_What to produce_
Report each line of the data that includes the word "BTreeMap".

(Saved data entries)
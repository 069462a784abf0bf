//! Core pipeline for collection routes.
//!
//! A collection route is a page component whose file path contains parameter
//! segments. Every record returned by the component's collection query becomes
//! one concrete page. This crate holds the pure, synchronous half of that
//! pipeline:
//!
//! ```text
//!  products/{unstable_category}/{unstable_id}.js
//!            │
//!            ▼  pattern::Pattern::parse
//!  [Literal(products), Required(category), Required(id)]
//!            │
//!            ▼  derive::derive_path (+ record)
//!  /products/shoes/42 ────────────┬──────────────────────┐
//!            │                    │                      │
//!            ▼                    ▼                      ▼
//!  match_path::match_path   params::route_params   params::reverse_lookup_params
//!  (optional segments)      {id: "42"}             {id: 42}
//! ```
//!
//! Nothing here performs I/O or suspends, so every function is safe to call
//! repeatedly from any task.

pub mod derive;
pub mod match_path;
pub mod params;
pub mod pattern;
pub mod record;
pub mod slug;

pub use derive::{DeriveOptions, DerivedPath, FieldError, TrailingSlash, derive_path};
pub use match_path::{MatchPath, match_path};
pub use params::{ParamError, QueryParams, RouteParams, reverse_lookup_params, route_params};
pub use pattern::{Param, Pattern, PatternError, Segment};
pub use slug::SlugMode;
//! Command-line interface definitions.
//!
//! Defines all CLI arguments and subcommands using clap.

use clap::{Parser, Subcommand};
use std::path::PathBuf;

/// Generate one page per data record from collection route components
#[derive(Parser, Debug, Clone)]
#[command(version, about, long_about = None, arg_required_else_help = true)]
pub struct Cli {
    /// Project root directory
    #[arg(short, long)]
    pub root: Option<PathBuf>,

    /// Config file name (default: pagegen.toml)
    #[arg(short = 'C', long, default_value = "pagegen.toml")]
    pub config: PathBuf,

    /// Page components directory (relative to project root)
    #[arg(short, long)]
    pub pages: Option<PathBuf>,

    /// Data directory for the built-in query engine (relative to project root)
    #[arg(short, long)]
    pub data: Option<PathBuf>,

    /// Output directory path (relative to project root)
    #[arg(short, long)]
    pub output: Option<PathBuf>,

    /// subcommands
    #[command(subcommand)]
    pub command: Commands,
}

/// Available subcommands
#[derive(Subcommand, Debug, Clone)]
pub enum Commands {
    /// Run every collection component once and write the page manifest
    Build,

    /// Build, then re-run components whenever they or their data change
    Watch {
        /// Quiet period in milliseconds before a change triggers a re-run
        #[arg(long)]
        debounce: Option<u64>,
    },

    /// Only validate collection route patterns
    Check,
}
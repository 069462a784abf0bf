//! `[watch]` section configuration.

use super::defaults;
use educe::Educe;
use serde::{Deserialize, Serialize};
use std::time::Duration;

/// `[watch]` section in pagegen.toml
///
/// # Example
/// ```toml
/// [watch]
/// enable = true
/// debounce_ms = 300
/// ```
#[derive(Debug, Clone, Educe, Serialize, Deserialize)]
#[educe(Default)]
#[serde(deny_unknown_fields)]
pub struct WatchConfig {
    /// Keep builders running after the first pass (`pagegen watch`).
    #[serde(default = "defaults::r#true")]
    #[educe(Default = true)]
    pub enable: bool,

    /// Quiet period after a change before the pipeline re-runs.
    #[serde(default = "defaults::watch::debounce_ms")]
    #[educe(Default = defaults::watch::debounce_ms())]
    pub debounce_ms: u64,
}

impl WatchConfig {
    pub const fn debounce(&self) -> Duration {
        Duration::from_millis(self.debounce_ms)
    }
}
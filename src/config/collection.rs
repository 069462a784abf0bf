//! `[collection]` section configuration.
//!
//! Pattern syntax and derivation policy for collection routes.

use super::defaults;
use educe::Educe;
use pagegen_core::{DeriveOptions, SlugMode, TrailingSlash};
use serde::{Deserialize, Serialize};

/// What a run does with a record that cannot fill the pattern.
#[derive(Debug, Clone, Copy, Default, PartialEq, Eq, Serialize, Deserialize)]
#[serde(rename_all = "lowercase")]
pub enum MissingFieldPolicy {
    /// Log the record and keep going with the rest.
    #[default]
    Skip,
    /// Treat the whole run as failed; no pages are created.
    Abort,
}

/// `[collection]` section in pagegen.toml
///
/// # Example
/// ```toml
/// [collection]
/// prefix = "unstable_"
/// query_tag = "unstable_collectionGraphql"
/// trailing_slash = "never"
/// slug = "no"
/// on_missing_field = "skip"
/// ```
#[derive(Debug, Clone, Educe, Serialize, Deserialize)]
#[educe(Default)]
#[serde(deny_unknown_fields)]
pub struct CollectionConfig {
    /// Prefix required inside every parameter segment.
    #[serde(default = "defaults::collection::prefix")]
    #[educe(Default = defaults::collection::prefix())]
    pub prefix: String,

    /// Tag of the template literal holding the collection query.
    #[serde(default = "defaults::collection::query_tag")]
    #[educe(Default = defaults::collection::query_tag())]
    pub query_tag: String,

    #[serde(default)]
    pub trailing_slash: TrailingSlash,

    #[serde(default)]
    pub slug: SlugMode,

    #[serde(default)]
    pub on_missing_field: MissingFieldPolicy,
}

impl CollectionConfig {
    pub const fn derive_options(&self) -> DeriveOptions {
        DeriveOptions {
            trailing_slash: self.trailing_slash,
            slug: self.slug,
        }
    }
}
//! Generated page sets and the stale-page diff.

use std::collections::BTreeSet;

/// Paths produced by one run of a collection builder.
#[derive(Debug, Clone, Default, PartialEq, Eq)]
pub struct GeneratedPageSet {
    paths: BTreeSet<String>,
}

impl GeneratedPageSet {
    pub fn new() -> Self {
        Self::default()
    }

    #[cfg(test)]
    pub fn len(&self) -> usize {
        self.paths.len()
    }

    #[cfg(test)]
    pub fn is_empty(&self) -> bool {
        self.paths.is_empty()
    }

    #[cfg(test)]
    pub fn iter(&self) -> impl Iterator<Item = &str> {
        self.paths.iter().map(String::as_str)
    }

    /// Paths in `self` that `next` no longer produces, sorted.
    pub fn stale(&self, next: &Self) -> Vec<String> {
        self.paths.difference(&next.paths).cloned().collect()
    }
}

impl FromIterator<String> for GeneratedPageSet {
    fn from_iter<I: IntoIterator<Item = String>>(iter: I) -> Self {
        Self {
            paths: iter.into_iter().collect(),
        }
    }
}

...

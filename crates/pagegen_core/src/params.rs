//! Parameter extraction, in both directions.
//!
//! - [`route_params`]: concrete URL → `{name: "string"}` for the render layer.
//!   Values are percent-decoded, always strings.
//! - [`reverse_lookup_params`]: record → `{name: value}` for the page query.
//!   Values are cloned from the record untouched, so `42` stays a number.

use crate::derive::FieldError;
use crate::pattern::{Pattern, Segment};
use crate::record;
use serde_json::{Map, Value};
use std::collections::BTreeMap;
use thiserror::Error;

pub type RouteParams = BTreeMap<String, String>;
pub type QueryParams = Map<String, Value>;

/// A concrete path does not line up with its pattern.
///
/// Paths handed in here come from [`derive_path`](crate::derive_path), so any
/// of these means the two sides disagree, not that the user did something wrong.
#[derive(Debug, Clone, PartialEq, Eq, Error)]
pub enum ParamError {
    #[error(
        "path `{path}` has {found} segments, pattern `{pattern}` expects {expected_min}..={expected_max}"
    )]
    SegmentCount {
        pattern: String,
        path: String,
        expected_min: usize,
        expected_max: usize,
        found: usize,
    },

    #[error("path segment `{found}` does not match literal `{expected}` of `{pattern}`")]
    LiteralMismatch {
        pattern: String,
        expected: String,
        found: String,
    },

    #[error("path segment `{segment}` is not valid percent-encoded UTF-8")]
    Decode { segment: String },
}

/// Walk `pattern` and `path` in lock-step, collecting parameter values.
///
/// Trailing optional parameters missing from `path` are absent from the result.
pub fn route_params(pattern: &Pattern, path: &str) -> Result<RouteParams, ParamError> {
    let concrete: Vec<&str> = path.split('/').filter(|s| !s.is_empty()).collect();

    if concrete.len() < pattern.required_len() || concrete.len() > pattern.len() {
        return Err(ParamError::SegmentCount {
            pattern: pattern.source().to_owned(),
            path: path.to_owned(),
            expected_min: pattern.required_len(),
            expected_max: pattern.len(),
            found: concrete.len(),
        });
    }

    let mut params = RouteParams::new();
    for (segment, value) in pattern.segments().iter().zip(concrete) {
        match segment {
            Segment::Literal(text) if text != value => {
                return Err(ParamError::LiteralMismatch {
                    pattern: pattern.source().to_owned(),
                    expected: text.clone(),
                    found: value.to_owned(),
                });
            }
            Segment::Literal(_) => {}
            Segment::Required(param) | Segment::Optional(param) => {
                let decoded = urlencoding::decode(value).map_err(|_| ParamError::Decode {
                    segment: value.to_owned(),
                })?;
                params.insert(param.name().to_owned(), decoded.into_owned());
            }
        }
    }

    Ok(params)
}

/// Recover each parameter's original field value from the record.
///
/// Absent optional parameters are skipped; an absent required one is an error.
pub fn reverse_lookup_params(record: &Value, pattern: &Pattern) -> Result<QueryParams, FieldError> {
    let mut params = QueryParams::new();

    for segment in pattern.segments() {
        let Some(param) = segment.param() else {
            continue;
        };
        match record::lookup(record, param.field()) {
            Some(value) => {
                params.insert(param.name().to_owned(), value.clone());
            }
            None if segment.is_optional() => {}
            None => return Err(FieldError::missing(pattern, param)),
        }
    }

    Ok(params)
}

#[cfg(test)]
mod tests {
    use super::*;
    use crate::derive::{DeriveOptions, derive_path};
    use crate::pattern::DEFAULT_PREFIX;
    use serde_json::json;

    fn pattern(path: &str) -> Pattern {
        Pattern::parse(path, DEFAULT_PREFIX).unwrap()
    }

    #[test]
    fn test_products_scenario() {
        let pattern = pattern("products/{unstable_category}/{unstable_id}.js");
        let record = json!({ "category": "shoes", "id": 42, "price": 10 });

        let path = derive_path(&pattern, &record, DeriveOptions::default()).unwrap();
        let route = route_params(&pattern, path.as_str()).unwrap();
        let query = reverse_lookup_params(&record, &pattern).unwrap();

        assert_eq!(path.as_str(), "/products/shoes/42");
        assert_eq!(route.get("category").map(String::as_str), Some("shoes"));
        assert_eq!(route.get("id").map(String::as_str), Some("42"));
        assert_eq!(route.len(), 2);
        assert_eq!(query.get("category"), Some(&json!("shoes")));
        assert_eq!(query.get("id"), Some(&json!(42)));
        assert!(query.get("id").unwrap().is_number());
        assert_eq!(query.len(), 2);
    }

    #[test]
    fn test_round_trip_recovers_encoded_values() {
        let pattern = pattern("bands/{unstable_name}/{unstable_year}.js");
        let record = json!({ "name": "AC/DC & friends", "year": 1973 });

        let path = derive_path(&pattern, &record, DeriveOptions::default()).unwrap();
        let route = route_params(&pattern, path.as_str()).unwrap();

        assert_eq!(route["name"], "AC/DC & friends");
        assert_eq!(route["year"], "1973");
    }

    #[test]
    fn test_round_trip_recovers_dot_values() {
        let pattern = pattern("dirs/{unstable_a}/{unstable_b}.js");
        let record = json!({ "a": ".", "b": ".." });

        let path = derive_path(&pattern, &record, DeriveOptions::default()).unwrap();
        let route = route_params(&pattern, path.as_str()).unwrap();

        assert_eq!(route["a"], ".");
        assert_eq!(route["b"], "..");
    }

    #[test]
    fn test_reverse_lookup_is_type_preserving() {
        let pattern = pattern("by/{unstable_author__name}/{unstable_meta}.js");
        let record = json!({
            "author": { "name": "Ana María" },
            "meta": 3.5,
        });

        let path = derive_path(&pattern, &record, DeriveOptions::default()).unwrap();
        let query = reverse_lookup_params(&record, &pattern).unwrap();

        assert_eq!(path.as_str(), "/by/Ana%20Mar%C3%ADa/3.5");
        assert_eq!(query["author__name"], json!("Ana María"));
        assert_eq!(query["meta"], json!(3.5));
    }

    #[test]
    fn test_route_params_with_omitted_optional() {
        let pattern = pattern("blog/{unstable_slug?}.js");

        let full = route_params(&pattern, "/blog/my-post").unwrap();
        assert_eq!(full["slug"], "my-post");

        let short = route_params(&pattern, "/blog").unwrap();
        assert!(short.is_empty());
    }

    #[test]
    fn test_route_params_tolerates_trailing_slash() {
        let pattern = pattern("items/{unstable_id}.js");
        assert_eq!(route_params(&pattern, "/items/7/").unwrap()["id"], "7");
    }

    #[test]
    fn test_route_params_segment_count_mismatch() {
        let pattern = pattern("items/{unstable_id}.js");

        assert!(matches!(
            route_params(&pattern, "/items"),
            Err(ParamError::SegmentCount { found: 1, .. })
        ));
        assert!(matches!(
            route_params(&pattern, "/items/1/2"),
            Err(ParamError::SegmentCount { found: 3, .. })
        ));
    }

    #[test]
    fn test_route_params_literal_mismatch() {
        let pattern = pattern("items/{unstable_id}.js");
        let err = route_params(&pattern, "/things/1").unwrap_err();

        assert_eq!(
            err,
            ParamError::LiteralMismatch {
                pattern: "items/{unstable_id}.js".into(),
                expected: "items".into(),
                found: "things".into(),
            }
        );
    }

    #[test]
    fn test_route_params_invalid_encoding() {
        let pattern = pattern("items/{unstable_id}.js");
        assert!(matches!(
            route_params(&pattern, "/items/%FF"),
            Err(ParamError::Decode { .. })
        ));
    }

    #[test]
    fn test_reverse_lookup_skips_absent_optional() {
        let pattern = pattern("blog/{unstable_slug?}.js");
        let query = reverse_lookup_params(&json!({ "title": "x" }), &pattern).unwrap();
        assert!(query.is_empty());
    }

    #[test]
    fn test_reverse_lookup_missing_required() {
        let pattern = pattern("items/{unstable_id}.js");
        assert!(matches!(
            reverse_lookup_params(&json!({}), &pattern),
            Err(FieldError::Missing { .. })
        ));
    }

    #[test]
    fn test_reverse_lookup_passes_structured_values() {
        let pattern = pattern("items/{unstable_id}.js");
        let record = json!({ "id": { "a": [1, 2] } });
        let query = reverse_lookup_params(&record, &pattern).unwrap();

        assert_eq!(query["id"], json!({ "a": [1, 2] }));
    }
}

...

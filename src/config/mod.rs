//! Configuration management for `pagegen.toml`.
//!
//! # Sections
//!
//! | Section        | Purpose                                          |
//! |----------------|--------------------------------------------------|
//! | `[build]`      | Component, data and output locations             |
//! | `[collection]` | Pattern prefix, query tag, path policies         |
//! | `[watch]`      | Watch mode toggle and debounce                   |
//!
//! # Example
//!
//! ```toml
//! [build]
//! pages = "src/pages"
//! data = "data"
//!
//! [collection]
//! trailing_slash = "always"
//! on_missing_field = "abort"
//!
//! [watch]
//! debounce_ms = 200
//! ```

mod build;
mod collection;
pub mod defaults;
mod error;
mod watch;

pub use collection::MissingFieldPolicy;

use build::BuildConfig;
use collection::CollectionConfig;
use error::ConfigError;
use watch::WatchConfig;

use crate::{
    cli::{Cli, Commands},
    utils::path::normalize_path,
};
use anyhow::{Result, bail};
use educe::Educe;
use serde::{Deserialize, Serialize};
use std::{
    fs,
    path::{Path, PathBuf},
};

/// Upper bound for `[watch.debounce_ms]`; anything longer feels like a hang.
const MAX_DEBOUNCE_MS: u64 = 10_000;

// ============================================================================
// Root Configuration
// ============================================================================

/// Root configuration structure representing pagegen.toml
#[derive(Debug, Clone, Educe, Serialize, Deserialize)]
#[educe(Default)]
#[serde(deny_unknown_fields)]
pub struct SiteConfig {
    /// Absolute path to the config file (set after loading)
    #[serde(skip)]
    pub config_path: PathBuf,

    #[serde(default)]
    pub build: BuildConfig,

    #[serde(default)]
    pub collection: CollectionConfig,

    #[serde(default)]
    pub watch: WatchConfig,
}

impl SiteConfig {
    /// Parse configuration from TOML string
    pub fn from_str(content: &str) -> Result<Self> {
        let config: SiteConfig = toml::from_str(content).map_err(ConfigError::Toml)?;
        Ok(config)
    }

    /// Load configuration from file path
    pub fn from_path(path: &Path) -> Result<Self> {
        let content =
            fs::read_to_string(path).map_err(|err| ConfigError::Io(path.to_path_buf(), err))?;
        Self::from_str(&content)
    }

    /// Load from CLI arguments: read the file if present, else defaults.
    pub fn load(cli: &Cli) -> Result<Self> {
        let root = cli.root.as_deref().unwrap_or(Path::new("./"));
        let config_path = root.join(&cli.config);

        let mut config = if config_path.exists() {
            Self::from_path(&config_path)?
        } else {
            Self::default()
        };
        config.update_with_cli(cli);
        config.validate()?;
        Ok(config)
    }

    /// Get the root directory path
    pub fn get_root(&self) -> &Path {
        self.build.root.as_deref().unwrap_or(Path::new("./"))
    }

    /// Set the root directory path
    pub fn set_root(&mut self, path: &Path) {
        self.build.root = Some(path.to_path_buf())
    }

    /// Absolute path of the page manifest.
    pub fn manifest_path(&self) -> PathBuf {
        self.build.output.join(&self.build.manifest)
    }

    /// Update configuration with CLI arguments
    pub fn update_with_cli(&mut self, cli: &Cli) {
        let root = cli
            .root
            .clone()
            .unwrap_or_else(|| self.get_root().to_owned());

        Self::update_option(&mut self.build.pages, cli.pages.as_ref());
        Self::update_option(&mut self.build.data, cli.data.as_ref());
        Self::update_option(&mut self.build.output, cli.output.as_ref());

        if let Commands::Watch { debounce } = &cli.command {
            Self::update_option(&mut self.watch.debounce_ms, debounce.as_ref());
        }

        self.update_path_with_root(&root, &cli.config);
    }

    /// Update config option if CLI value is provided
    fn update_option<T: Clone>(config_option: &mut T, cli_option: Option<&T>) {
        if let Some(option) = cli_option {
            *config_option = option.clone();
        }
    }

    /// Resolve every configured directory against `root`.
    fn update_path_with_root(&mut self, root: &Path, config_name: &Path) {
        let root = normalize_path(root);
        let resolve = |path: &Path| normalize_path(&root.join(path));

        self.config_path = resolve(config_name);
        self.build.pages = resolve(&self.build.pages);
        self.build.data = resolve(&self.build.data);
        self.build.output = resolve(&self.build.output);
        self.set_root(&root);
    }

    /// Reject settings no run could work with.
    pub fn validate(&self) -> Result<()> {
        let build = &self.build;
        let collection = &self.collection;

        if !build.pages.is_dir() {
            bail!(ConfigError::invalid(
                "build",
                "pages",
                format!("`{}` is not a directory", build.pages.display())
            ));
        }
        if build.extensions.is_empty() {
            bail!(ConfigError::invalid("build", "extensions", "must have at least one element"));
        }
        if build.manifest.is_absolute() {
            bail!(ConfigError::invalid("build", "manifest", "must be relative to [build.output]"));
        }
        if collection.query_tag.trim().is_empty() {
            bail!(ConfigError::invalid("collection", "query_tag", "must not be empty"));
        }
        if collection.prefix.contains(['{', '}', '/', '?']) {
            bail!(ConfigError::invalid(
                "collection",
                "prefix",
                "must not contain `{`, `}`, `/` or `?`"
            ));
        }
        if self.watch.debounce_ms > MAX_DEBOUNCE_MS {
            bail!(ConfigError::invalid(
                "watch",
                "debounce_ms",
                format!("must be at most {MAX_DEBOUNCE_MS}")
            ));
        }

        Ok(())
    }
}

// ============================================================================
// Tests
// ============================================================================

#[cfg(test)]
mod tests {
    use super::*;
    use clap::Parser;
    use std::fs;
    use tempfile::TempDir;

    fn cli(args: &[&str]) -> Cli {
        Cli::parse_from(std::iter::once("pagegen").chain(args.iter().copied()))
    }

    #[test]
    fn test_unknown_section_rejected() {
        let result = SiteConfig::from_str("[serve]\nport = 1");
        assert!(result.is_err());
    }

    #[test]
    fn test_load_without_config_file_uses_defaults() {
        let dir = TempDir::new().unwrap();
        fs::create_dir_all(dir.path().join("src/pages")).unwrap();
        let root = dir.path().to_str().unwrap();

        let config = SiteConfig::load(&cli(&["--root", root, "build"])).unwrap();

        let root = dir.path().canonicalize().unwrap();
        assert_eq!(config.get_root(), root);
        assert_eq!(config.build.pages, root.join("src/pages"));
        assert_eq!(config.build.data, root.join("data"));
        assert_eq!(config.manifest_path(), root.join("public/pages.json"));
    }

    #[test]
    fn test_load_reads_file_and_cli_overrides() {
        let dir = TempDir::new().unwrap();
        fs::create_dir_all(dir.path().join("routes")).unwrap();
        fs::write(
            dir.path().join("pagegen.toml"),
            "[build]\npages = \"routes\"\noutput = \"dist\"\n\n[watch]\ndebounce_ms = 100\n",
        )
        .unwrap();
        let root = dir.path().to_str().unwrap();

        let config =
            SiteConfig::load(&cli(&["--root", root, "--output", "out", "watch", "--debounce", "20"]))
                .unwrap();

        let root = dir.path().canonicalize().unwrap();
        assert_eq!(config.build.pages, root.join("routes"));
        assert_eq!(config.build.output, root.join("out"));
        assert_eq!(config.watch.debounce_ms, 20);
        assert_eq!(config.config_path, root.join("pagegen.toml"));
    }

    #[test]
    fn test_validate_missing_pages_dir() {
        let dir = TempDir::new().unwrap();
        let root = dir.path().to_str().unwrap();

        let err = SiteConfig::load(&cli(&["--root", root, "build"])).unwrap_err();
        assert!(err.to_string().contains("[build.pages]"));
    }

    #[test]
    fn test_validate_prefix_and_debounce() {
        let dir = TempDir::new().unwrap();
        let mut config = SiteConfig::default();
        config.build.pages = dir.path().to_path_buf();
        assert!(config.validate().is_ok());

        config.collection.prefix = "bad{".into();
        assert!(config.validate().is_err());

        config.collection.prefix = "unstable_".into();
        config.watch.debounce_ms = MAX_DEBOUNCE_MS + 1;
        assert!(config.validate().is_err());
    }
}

_Solution to the exercise_
use std::collections::BTreeMap;
pub type RouteParams = BTreeMap<String, String>;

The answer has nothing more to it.